-- Try it --
In the entries below, find every line with the string "when" and copy it.

-- Raw data --
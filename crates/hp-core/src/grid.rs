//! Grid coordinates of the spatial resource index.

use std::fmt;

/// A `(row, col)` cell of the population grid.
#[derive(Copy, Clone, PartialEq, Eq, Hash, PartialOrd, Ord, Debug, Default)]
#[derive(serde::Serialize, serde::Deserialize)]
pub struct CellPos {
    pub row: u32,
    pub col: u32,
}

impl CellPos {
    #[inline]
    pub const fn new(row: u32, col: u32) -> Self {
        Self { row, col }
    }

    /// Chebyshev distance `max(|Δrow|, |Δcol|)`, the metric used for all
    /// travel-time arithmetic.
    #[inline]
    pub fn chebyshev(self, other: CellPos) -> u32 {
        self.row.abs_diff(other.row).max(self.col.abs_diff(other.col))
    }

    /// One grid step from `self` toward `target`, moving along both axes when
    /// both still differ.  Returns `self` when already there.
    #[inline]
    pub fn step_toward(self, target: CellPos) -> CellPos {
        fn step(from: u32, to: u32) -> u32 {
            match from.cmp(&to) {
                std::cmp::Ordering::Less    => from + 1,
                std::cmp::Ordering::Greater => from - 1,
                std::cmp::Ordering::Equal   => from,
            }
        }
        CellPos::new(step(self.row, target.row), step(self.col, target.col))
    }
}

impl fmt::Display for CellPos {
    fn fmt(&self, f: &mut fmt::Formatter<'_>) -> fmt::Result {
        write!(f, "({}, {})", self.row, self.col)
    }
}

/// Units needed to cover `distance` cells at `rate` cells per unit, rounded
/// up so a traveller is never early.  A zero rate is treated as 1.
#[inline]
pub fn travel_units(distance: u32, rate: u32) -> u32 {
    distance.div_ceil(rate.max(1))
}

-- Solved exercise --
    /// One grid step from `self` toward `target`, moving along both axes when
    /// both still differ.  Returns `self` when already there.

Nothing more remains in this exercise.